The trial court determined that Defendant Sanchez maliciously prosecuted the plaintiff. Sanchez does not attack this ruling. His appeal is concerned with the ■compensatory and exemplary damages awarded to the plaintiff. Sanchez contends these damages are excessive and should be set aside.
The trial court awarded special damages of $235.74. This is the amount ■of the attorney fees plaintiff incurred in ■defending the criminal proceeding instigated against him by Sanchez. There is no claim that this award was improper.
The trial court awarded an additional $3,000.00 as compensatory damages. Sanchez asserts this award is excessive. Ex-cessiveness is determined by:
“ * * * (1) whether the evidence, viewed in the light most favorable to plaintiff, substantially supports the award and (2) whether there is an indication of passion, prejudice, partiality, sympathy, undue influence or a mistaken measure of damages on the part of the fact finder.”

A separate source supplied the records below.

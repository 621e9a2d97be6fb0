//! Streaming CBOR writer.

use docstream_buffers::WriteStream;

use super::constants::*;
use super::header::{write_header, write_indefinite_header};
use crate::error::Result;
use crate::writer::{ArrayWriter, DocumentWriter, MapWriter, StreamWriter};

/// Writes one CBOR data item to a byte stream.
///
/// Integers use the shortest header, doubles are always written as 64-bit
/// floats. Passing `None` as a size starts an indefinite-length item, closed
/// with a break byte when its handle is flushed.
pub struct CborWriter<'s, S: ?Sized> {
    stream: &'s mut S,
}

impl<'s, S: WriteStream + ?Sized> CborWriter<'s, S> {
    pub fn new(stream: &'s mut S) -> Self {
        Self { stream }
    }

    /// Writes a semantic tag; the returned writer writes the tagged item.
    pub fn write_tag(self, tag: u64) -> Result<Self> {
        write_header(self.stream, MAJOR_TAG, tag)?;
        Ok(self)
    }

    /// Prefixes the item with the self-describe tag (`d9 d9 f7`).
    pub fn write_self_described(self) -> Result<Self> {
        self.write_tag(SELF_DESCRIBE_TAG)
    }

    fn write_simple(self, value: u8) -> Result<()> {
        self.stream.write_u8(initial_byte(MAJOR_SIMPLE, value))?;
        Ok(())
    }

    fn open(self, major: u8, size: Option<u64>) -> Result<&'s mut S> {
        match size {
            Some(len) => write_header(self.stream, major, len)?,
            None => write_indefinite_header(self.stream, major)?,
        }
        Ok(self.stream)
    }
}

impl<'s, S: WriteStream + ?Sized> DocumentWriter for CborWriter<'s, S> {
    type Text = CborStreamWriter<'s, S>;
    type Binary = CborStreamWriter<'s, S>;
    type Array = CborArrayWriter<'s, S>;
    type Map = CborMapWriter<'s, S>;

    fn write_null(self) -> Result<()> {
        self.write_simple(SIMPLE_NULL)
    }

    fn write_undefined(self) -> Result<()> {
        self.write_simple(SIMPLE_UNDEFINED)
    }

    fn write_bool(self, value: bool) -> Result<()> {
        self.write_simple(if value { SIMPLE_TRUE } else { SIMPLE_FALSE })
    }

    fn write_u64(self, value: u64) -> Result<()> {
        write_header(self.stream, MAJOR_UNSIGNED, value)
    }

    fn write_i64(self, value: i64) -> Result<()> {
        if value >= 0 {
            write_header(self.stream, MAJOR_UNSIGNED, value as u64)
        } else {
            write_header(self.stream, MAJOR_NEGATIVE, (-1 - value) as u64)
        }
    }

    fn write_f64(self, value: f64) -> Result<()> {
        let mut buf = [0u8; 9];
        buf[0] = initial_byte(MAJOR_SIMPLE, SIMPLE_FLOAT64);
        buf[1..].copy_from_slice(&value.to_be_bytes());
        self.stream.write_buffer(&buf)?;
        Ok(())
    }

    fn write_text(self, size: Option<u64>) -> Result<Self::Text> {
        let stream = self.open(MAJOR_TEXT, size)?;
        Ok(CborStreamWriter::new(stream, MAJOR_TEXT, size.is_none()))
    }

    fn write_binary(self, size: Option<u64>) -> Result<Self::Binary> {
        let stream = self.open(MAJOR_BYTES, size)?;
        Ok(CborStreamWriter::new(stream, MAJOR_BYTES, size.is_none()))
    }

    fn write_array(self, size: Option<u64>) -> Result<Self::Array> {
        let stream = self.open(MAJOR_ARRAY, size)?;
        Ok(CborArrayWriter {
            stream,
            indefinite: size.is_none(),
        })
    }

    fn write_map(self, size: Option<u64>) -> Result<Self::Map> {
        let stream = self.open(MAJOR_MAP, size)?;
        Ok(CborMapWriter {
            stream,
            indefinite: size.is_none(),
        })
    }
}

/// Text or byte string payload.
///
/// For indefinite strings every `write_buffer` call becomes one chunk. Text
/// chunks must each be valid UTF-8, so a multi-byte sequence split across
/// calls is held back until its remaining bytes arrive.
pub struct CborStreamWriter<'s, S: ?Sized> {
    stream: &'s mut S,
    major: u8,
    indefinite: bool,
    pending: [u8; 4],
    pending_len: usize,
}

impl<'s, S: WriteStream + ?Sized> CborStreamWriter<'s, S> {
    fn new(stream: &'s mut S, major: u8, indefinite: bool) -> Self {
        Self {
            stream,
            major,
            indefinite,
            pending: [0; 4],
            pending_len: 0,
        }
    }

    fn write_chunk(&mut self, bytes: &[u8]) -> Result<()> {
        if bytes.is_empty() {
            return Ok(());
        }
        write_header(&mut *self.stream, self.major, bytes.len() as u64)?;
        self.stream.write_buffer(bytes)?;
        Ok(())
    }

    fn write_text_chunk(&mut self, mut bytes: &[u8]) -> Result<()> {
        if self.pending_len > 0 {
            let expected = utf8_sequence_len(self.pending[0]);
            let take = (expected - self.pending_len).min(bytes.len());
            self.pending[self.pending_len..self.pending_len + take].copy_from_slice(&bytes[..take]);
            self.pending_len += take;
            bytes = &bytes[take..];
            if self.pending_len < expected {
                return Ok(());
            }
            let pending = self.pending;
            self.pending_len = 0;
            self.write_chunk(&pending[..expected])?;
        }
        let complete = complete_utf8_prefix(bytes);
        self.write_chunk(&bytes[..complete])?;
        let rest = &bytes[complete..];
        self.pending[..rest.len()].copy_from_slice(rest);
        self.pending_len = rest.len();
        Ok(())
    }
}

impl<S: WriteStream + ?Sized> StreamWriter for CborStreamWriter<'_, S> {
    fn write_buffer(&mut self, bytes: &[u8]) -> Result<()> {
        if !self.indefinite {
            self.stream.write_buffer(bytes)?;
            Ok(())
        } else if self.major == MAJOR_TEXT {
            self.write_text_chunk(bytes)
        } else {
            self.write_chunk(bytes)
        }
    }

    fn flush(mut self) -> Result<()> {
        if self.indefinite {
            if self.pending_len > 0 {
                let pending = self.pending;
                let len = self.pending_len;
                self.write_chunk(&pending[..len])?;
            }
            self.stream.write_u8(BREAK)?;
        }
        Ok(())
    }
}

fn utf8_sequence_len(lead: u8) -> usize {
    match lead {
        0xc0..=0xdf => 2,
        0xe0..=0xef => 3,
        0xf0..=0xf7 => 4,
        _ => 1,
    }
}

/// Length of the longest prefix of `bytes` that does not end inside a
/// multi-byte UTF-8 sequence.
fn complete_utf8_prefix(bytes: &[u8]) -> usize {
    let len = bytes.len();
    for back in 1..=len.min(3) {
        let byte = bytes[len - back];
        if byte & 0xc0 != 0x80 {
            return if utf8_sequence_len(byte) > back {
                len - back
            } else {
                len
            };
        }
    }
    len
}

pub struct CborArrayWriter<'s, S: ?Sized> {
    stream: &'s mut S,
    indefinite: bool,
}

impl<'s, S: WriteStream + ?Sized> ArrayWriter for CborArrayWriter<'s, S> {
    type Element<'a>
        = CborWriter<'a, S>
    where
        Self: 'a;

    fn append(&mut self) -> CborWriter<'_, S> {
        CborWriter::new(&mut *self.stream)
    }

    fn flush(self) -> Result<()> {
        if self.indefinite {
            self.stream.write_u8(BREAK)?;
        }
        Ok(())
    }
}

pub struct CborMapWriter<'s, S: ?Sized> {
    stream: &'s mut S,
    indefinite: bool,
}

impl<'s, S: WriteStream + ?Sized> MapWriter for CborMapWriter<'s, S> {
    type Element<'a>
        = CborWriter<'a, S>
    where
        Self: 'a;

    fn append_key(&mut self) -> CborWriter<'_, S> {
        CborWriter::new(&mut *self.stream)
    }

    fn append_value(&mut self) -> CborWriter<'_, S> {
        CborWriter::new(&mut *self.stream)
    }

    fn flush(self) -> Result<()> {
        if self.indefinite {
            self.stream.write_u8(BREAK)?;
        }
        Ok(())
    }
}

#[cfg(test)]
mod tests {
    use super::*;

    fn encode(write: impl FnOnce(CborWriter<'_, Vec<u8>>) -> Result<()>) -> Vec<u8> {
        let mut out = Vec::new();
        write(CborWriter::new(&mut out)).unwrap();
        out
    }

    #[test]
    fn test_scalars() {
        assert_eq!(encode(|w| w.write_null()), [0xf6]);
        assert_eq!(encode(|w| w.write_undefined()), [0xf7]);
        assert_eq!(encode(|w| w.write_bool(false)), [0xf4]);
        assert_eq!(encode(|w| w.write_bool(true)), [0xf5]);
        assert_eq!(encode(|w| w.write_u64(500)), [0x19, 0x01, 0xf4]);
        assert_eq!(encode(|w| w.write_i64(-1)), [0x20]);
        assert_eq!(encode(|w| w.write_i64(-500)), [0x39, 0x01, 0xf3]);
        assert_eq!(encode(|w| w.write_i64(7)), [0x07]);
        assert_eq!(
            encode(|w| w.write_i64(i64::MIN)),
            [0x3b, 0x7f, 0xff, 0xff, 0xff, 0xff, 0xff, 0xff, 0xff]
        );
        assert_eq!(
            encode(|w| w.write_f64(1.5)),
            [0xfb, 0x3f, 0xf8, 0, 0, 0, 0, 0, 0]
        );
    }

    #[test]
    fn test_sized_text_and_binary() {
        assert_eq!(encode(|w| w.write_str("abc")), [0x63, b'a', b'b', b'c']);
        assert_eq!(encode(|w| w.write_bytes(&[1, 2])), [0x42, 1, 2]);
        assert_eq!(encode(|w| w.write_str("")), [0x60]);
    }

    #[test]
    fn test_indefinite_binary_chunks() {
        let out = encode(|w| {
            let mut bin = w.write_binary(None)?;
            bin.write_buffer(&[1, 2])?;
            bin.write_buffer(&[])?;
            bin.write_buffer(&[3])?;
            bin.flush()
        });
        assert_eq!(out, [0x5f, 0x42, 1, 2, 0x41, 3, 0xff]);
    }

    #[test]
    fn test_indefinite_text_keeps_utf8_sequences_whole() {
        let euro = "€".as_bytes();
        let out = encode(|w| {
            let mut text = w.write_text(None)?;
            text.write_buffer(&[b'a', euro[0]])?;
            text.write_buffer(&euro[1..2])?;
            text.write_buffer(&[euro[2], b'b'])?;
            text.flush()
        });
        assert_eq!(
            out,
            [0x7f, 0x61, b'a', 0x63, euro[0], euro[1], euro[2], 0x61, b'b', 0xff]
        );
    }

    #[test]
    fn test_indefinite_text_flushes_truncated_sequence() {
        let out = encode(|w| {
            let mut text = w.write_text(None)?;
            text.write_buffer(&[0xe2, 0x82])?;
            text.flush()
        });
        assert_eq!(out, [0x7f, 0x62, 0xe2, 0x82, 0xff]);
    }

    #[test]
    fn test_containers() {
        let out = encode(|w| {
            let mut array = w.write_array(Some(2))?;
            array.append().write_u64(1)?;
            array.append().write_str("x")?;
            array.flush()
        });
        assert_eq!(out, [0x82, 0x01, 0x61, b'x']);

        let out = encode(|w| {
            let mut map = w.write_map(None)?;
            map.append_key().write_str("k")?;
            map.append_value().write_null()?;
            map.flush()
        });
        assert_eq!(out, [0xbf, 0x61, b'k', 0xf6, 0xff]);
    }

    #[test]
    fn test_tags() {
        let out = encode(|w| w.write_self_described()?.write_u64(0));
        assert_eq!(out, [0xd9, 0xd9, 0xf7, 0x00]);
        let out = encode(|w| w.write_tag(1)?.write_u64(0));
        assert_eq!(out, [0xc1, 0x00]);
    }

    #[test]
    fn test_complete_utf8_prefix() {
        assert_eq!(complete_utf8_prefix(b""), 0);
        assert_eq!(complete_utf8_prefix(b"abc"), 3);
        assert_eq!(complete_utf8_prefix(&[b'a', 0xe2]), 1);
        assert_eq!(complete_utf8_prefix(&[b'a', 0xe2, 0x82]), 1);
        assert_eq!(complete_utf8_prefix(&[0xe2, 0x82, 0xac]), 3);
        assert_eq!(complete_utf8_prefix(&[0xf0, 0x9f, 0x98]), 0);
    }
}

Sanchez claims the trial court exhibited partiality and sympathy “ * * * .against the defendant, Sanchez. * * * ” This claim is based on the trial court’s ■denial of his request to invoke the rule for the exclusion of witnesses. “ * * * [I]t is within the discretion of the court as to whether or not it will exclude witnesses from the courtroom during the trial * * *.” State v. Curry, 27 N.M. 205, 199 P. 367 (1921); see State v. Romero, 69 N.M. 187, 365 P.2d 58 (1961). The trial court refused to exclude witnesses because “ * * * of the nature of the case, * * * We cannot determine from the record that this ruling was an abuse of discretion. Nor can we say, as a matter of law, that the ruling indicates the trial court was partial to or in sympathy with the plaintiff.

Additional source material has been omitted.